Bauwelt

Kapitel 13: Japanische Superflatness und der Abbau von Hierarchien

Interview mit Taro Igarashi

Text: Gutiérrez, Vicente; Rabe, Henrike; Igarashi, Taro, Tokyo

Kapitel 13: Japanische Superflatness und der Abbau von Hierarchien

Interview mit Taro Igarashi

Text: Gutiérrez, Vicente; Rabe, Henrike; Igarashi, Taro, Tokyo

Wir warten am schicken, belebten Omotesando-Boulevard auf Taro Igarashi, dem Kommissar des Japanischen Pavillons auf der letzten Biennale in Venedig 2008. Er ist Architekturkritiker und Professor an der Tohoku-Universität Sendai. In Japan ist Igarashi omnipräsent, mit über 30 Publikationen ist seine Stimme unüberhörbar. Als Igarashi auf uns zukommt, sieht er jünger und weniger förmlich aus als erwartet. Sobald aber die Rede auf „superflat architecture“ kommt, hängt eine andere Atmosphäre im Raum: etwas von Seminar.
 
Der Künstler Takeshi Murakami verwendete den Begriff „superflat“ erstmals 2000 im Zusammenhang mit seiner „Superflat“-Ausstellung über Manga-Kultur. Wie kam es dazu, dass Siediesen Begriff auch auf Architektur anwenden?

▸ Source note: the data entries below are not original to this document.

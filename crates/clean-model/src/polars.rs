//! Polars interop for [`Frame`].
//!
//! Sources usually arrive as Polars DataFrames. These helpers move cells
//! between Polars `AnyValue`s and [`Value`]s: list columns become arrays,
//! `Date` columns become dates, and every other dtype maps by scalar kind.

use chrono::{Days, NaiveDate};
use polars::prelude::*;

use crate::error::FrameError;
use crate::frame::{Frame, Row};
use crate::value::Value;

/// Converts a Polars `AnyValue` to a [`Value`].
///
/// Other dtypes fall back to their display string. `Datetime` cells render
/// as `YYYY-MM-DD HH:MM:SS`, which date columns accept.
pub fn any_to_value(value: AnyValue<'_>) -> Value {
    match value {
        AnyValue::Null => Value::Null,
        AnyValue::Boolean(flag) => Value::Bool(flag),
        AnyValue::Int8(v) => Value::Integer(i64::from(v)),
        AnyValue::Int16(v) => Value::Integer(i64::from(v)),
        AnyValue::Int32(v) => Value::Integer(i64::from(v)),
        AnyValue::Int64(v) => Value::Integer(v),
        AnyValue::UInt8(v) => Value::Integer(i64::from(v)),
        AnyValue::UInt16(v) => Value::Integer(i64::from(v)),
        AnyValue::UInt32(v) => Value::Integer(i64::from(v)),
        AnyValue::UInt64(v) => i64::try_from(v).map_or(Value::Float(v as f64), Value::Integer),
        AnyValue::Float32(v) => Value::Float(f64::from(v)),
        AnyValue::Float64(v) => Value::Float(v),
        AnyValue::String(s) => Value::Text(s.to_string()),
        AnyValue::StringOwned(s) => Value::Text(s.to_string()),
        AnyValue::Date(days) => date_from_epoch_days(days).map_or(Value::Null, Value::Date),
        AnyValue::List(series) => Value::Array(series_values(&series)),
        other => Value::Text(other.to_string()),
    }
}

/// Converts a [`Value`] to an owned Polars `AnyValue`.
pub fn value_to_any(value: &Value) -> PolarsResult<AnyValue<'static>> {
    Ok(match value {
        Value::Null => AnyValue::Null,
        Value::Bool(flag) => AnyValue::Boolean(*flag),
        Value::Integer(v) => AnyValue::Int64(*v),
        Value::Float(v) => AnyValue::Float64(*v),
        Value::Text(text) => AnyValue::StringOwned(text.as_str().into()),
        Value::Date(date) => AnyValue::Date(epoch_days(*date)),
        Value::Array(items) => {
            let inner = items
                .iter()
                .map(value_to_any)
                .collect::<PolarsResult<Vec<_>>>()?;
            AnyValue::List(Series::from_any_values("".into(), &inner, false)?)
        }
    })
}

fn series_values(series: &Series) -> Vec<Value> {
    (0..series.len())
        .map(|idx| any_to_value(series.get(idx).unwrap_or(AnyValue::Null)))
        .collect()
}

fn epoch_days(date: NaiveDate) -> i32 {
    let days = date.signed_duration_since(NaiveDate::default()).num_days();
    i32::try_from(days).unwrap_or(if days < 0 { i32::MIN } else { i32::MAX })
}

fn date_from_epoch_days(days: i32) -> Option<NaiveDate> {
    let epoch = NaiveDate::default();
    let offset = Days::new(u64::from(days.unsigned_abs()));
    if days >= 0 {
        epoch.checked_add_days(offset)
    } else {
        epoch.checked_sub_days(offset)
    }
}

impl Frame {
    /// Copy a Polars DataFrame into a frame, preserving column order.
    pub fn from_polars(df: &DataFrame) -> Result<Self, FrameError> {
        let columns: Vec<String> = df
            .get_column_names()
            .iter()
            .map(|name| name.to_string())
            .collect();
        let mut rows = vec![Row::new(); df.height()];
        for column in df.get_columns() {
            let name = column.name().to_string();
            for (idx, row) in rows.iter_mut().enumerate() {
                let value = column.get(idx).unwrap_or(AnyValue::Null);
                row.insert(name.clone(), any_to_value(value));
            }
        }
        Frame::new(columns, rows)
    }

    /// Copy the frame into a Polars DataFrame.
    ///
    /// Each column takes the supertype of its cells; columns mixing
    /// incompatible kinds fail with a Polars error.
    pub fn to_polars(&self) -> Result<DataFrame, FrameError> {
        let mut columns: Vec<Column> = Vec::with_capacity(self.width());
        for name in self.columns() {
            let values = self
                .rows()
                .iter()
                .map(|row| value_to_any(row.get(name).unwrap_or(&Value::Null)))
                .collect::<PolarsResult<Vec<_>>>()?;
            let series = Series::from_any_values(name.as_str().into(), &values, false)?;
            columns.push(series.into());
        }
        Ok(DataFrame::new(columns)?)
    }
}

1999, als die Idee von Superflat gerade aufkam, beauftragte mich die Zeitschrift Kohkoku damit, dieses Konzept explizit in Hinsicht auf Archi- tektur zu untersuchen. Das Heft geriet zu einer Sonderausgabe über die möglichen Anwendun­gen des Begriffes. Zu gleicher Zeit hatten mehrere neue interessante Entwicklungen, etwa der Bau von Toyo Itos Sendai Mediathek und das QFRONT-Gebäude in Shibuya, einen Zeitenwech­sel bereits angekündigt.
 
Superflatness – was ist die eigentliche Essenz von „superflat“-Comics, -Kunst, -Fotografie, -Mode, Architektur und urbaner Lebenskultur?

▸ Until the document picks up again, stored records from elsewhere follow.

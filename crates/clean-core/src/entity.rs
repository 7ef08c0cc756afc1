//! Entity descriptors.
//!
//! Every entity is a value of [`EntityDescriptor`]: a name plus the function
//! fields the pipeline needs to build its rule set, seed its issue report,
//! identify rows, and prepare raw frames.

use std::fmt;

use clean_model::{IssueBuffer, Row, RowKey, RuleSet, RuleSpecError};
use clean_transform::PreTransform;

#[derive(Clone, Copy)]
pub struct EntityDescriptor {
    pub name: &'static str,
    pub prefix: &'static str,
    /// Declarative rule table for the entity.
    pub field_rules: fn() -> Result<RuleSet, RuleSpecError>,
    /// Empty report skeleton listing every category the entity can produce.
    pub initialize_output_info: fn(&RuleSet) -> IssueBuffer,
    /// Row identity used for duplicate detection.
    pub key_of: fn(&Row) -> Option<RowKey>,
    /// Transforms run on raw frames before validation.
    pub pre_transforms: fn() -> Vec<Box<dyn PreTransform>>,
}

impl EntityDescriptor {
    /// Build and validate the entity's rule set.
    pub fn rule_set(&self) -> Result<RuleSet, RuleSpecError> {
        (self.field_rules)()
    }
}

impl fmt::Debug for EntityDescriptor {
    fn fmt(&self, f: &mut fmt::Formatter<'_>) -> fmt::Result {
        f.debug_struct("EntityDescriptor")
            .field("name", &self.name)
            .field("prefix", &self.prefix)
            .finish_non_exhaustive()
    }
}

/// Pre-transform list for entities that need none.
pub fn no_pre_transforms() -> Vec<Box<dyn PreTransform>> {
    Vec::new()
}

Zwei Punkte sind zentral für diese „Flachheit“. Zum einen die Auflösung von Hierarchie in eine Richtung, die sich eher an horizontalen Modellen und Strategien orientiert. Der zweite Punkt liegt im Vergleich zwischen der Perspektive und der Tiefenwirkung in der westlichen Malerei und dem historischen Fehlen von Tiefe und Drei­dimensionalität in der traditionellen japani­schen Malerei.
 
Wie genau wird die Frage der Hierarchie durch die japanischen Architekten neu betrachtet?

In erster Linie betraf das die organisatorische Hierarchie im praktischen Alltag der Büros. In den 90er Jahren gab es ein Anwachsen der klei­neren Architekturbüros – auf Japanisch nennt man sie „unitpa“ –, etwa Mikan Gumi und Atelier Bow-Wow. Junge Architekten bildeten lose Gruppen, die sich nicht nach vertikalen, hierarchischen Mustern organisierten.
Ein zweiter Punkt ist das Bauprogramm selbst. Das horizontale Arrangement der Räume in SANAAs 21st Century Museum of Modern Art ist das Ergebnis aus einer neuen Lektüre des Raumprogramms „gegen den Strich“ und dem Überdenken konventioneller Layouts und Raumstrukturen. Ein typisches Museum hat eine sehr klar definierte Aufteilung, also Vorderfassade und Abseite – dieses Museum hat eine 360°-Fassade, an jeder beliebigen Stelle ist „die“ Front. Dieser Bau mit einem Grundriss von ei­ner Kreisfläche von mehr als 100 Metern Durchmesser ist ein Non-Monument mit einem sehr heutigen Raumgefühl, fast wie bei einem Supermarkt.
 
Können Sie ein Beispiel nennen, wie die „Unter­schiede zwischen tragender Konstruktion,
Innenausbau und Dekor“ verwischt werden?

Nehmen wir Toyo Itos „K House“. Aluminium wird normalerweise nur für Fensterrahmen oder als Oberflächenfinish verwendet. In diesem Fall experimentierte Ito damit, das Material Aluminium für das gesamte Tragwerk des Baus ein-zusetzen. Die Beschränkung auf ein einziges Material hat einen „flattening“ Effekt: Das Haus wirkt dann eher wie ein Architekturmodell.
 
Wie kommt es, dass Architekten, die eine „superflache Architektur“ exportieren, derzeit
zu Japans erfolgreichsten Architekten zählen?

Diese Frage können Ihnen die Ausländer sicherlich viel besser beantworten (lacht).